# Entries shown
//! The gblibx log line format and duration rendering.
//!
//! Every event renders as `<L>-<ddmmmyy-HH:MM:SS>: <message> [fields]`,
//! e.g. `W-17sep19-10:02:35: disk almost full free_mb=12`.

use std::fmt;
use std::time::Duration;

use chrono::{Local, NaiveDateTime};
use tracing::{Event, Subscriber};
use tracing_subscriber::fmt::format::Writer;
use tracing_subscriber::fmt::{FmtContext, FormatEvent, FormatFields};
use tracing_subscriber::registry::LookupSpan;

use crate::LogLevel;

/// Timestamp as it appears in log lines: `17sep19-10:02:35`.
pub fn format_timestamp(at: NaiveDateTime) -> String {
    at.format("%d%b%y-%H:%M:%S").to_string().to_lowercase()
}

/// A complete log line, without the trailing newline.
pub fn format_line(level: LogLevel, at: NaiveDateTime, message: &str) -> String {
    format!("{}-{}: {message}", level.letter(), format_timestamp(at))
}

/// `H:MM:SS`; hours are not capped.
///
/// ```
/// use std::time::Duration;
/// use gblibx_logging::format_hhmmss;
///
/// assert_eq!(format_hhmmss(Duration::from_secs(3 * 3600 + 62)), "3:01:02");
/// assert_eq!(format_hhmmss(Duration::from_secs(100 * 3600)), "100:00:00");
/// ```
pub fn format_hhmmss(duration: Duration) -> String {
    let secs = duration.as_secs();
    format!("{}:{:02}:{:02}", secs / 3600, secs / 60 % 60, secs % 60)
}

/// `Dd:HH:MM:SS` once the duration reaches a day, else [`format_hhmmss`].
pub fn format_ddhhmmss(duration: Duration) -> String {
    const DAY: u64 = 24 * 3600;
    let secs = duration.as_secs();
    if secs < DAY {
        return format_hhmmss(duration);
    }
    format!(
        "{}d:{:02}:{:02}:{:02}",
        secs / DAY,
        secs % DAY / 3600,
        secs / 60 % 60,
        secs % 60
    )
}

/// [`FormatEvent`] producing the gblibx line format with local time.
#[derive(Debug, Clone, Copy, Default)]
pub struct GbxFormat;

impl<S, N> FormatEvent<S, N> for GbxFormat
where
    S: Subscriber + for<'a> LookupSpan<'a>,
    N: for<'a> FormatFields<'a> + 'static,
{
    fn format_event(
        &self,
        ctx: &FmtContext<'_, S, N>,
        mut writer: Writer<'_>,
        event: &Event<'_>,
    ) -> fmt::Result {
        let level = LogLevel::from(*event.metadata().level());
        write!(
            writer,
            "{}-{}: ",
            level.letter(),
            format_timestamp(Local::now().naive_local())
        )?;
        ctx.field_format().format_fields(writer.by_ref(), event)?;
        writeln!(writer)
    }
}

# Exercise
All of the records above must be reproduced exactly.

# Output for this exercise
//! The gblibx log line format and duration rendering.
//!
//! Every event renders as `<L>-<ddmmmyy-HH:MM:SS>: <message> [fields]`,
//! e.g. `W-17sep19-10:02:35: disk almost full free_mb=12`.

use std::fmt;
use std::time::Duration;

use chrono::{Local, NaiveDateTime};
use tracing::{Event, Subscriber};
use tracing_subscriber::fmt::format::Writer;
use tracing_subscriber::fmt::{FmtContext, FormatEvent, FormatFields};
use tracing_subscriber::registry::LookupSpan;

use crate::LogLevel;

/// Timestamp as it appears in log lines: `17sep19-10:02:35`.
pub fn format_timestamp(at: NaiveDateTime) -> String {
    at.format("%d%b%y-%H:%M:%S").to_string().to_lowercase()
}

/// A complete log line, without the trailing newline.
pub fn format_line(level: LogLevel, at: NaiveDateTime, message: &str) -> String {
    format!("{}-{}: {message}", level.letter(), format_timestamp(at))
}

/// `H:MM:SS`; hours are not capped.
///
/// ```
/// use std::time::Duration;
/// use gblibx_logging::format_hhmmss;
///
/// assert_eq!(format_hhmmss(Duration::from_secs(3 * 3600 + 62)), "3:01:02");
/// assert_eq!(format_hhmmss(Duration::from_secs(100 * 3600)), "100:00:00");
/// ```
pub fn format_hhmmss(duration: Duration) -> String {
    let secs = duration.as_secs();
    format!("{}:{:02}:{:02}", secs / 3600, secs / 60 % 60, secs % 60)
}

/// `Dd:HH:MM:SS` once the duration reaches a day, else [`format_hhmmss`].
pub fn format_ddhhmmss(duration: Duration) -> String {
    const DAY: u64 = 24 * 3600;
    let secs = duration.as_secs();
    if secs < DAY {
        return format_hhmmss(duration);
    }
    format!(
        "{}d:{:02}:{:02}:{:02}",
        secs / DAY,
        secs % DAY / 3600,
        secs / 60 % 60,
        secs % 60
    )
}

/// [`FormatEvent`] producing the gblibx line format with local time.
#[derive(Debug, Clone, Copy, Default)]
pub struct GbxFormat;

impl<S, N> FormatEvent<S, N> for GbxFormat
where
    S: Subscriber + for<'a> LookupSpan<'a>,
    N: for<'a> FormatFields<'a> + 'static,
{
    fn format_event(
        &self,
        ctx: &FmtContext<'_, S, N>,
        mut writer: Writer<'_>,
        event: &Event<'_>,
    ) -> fmt::Result {
        let level = LogLevel::from(*event.metadata().level());
        write!(
            writer,
            "{}-{}: ",
            level.letter(),
            format_timestamp(Local::now().naive_local())
        )?;
        ctx.field_format().format_fields(writer.by_ref(), event)?;
        writeln!(writer)
    }
}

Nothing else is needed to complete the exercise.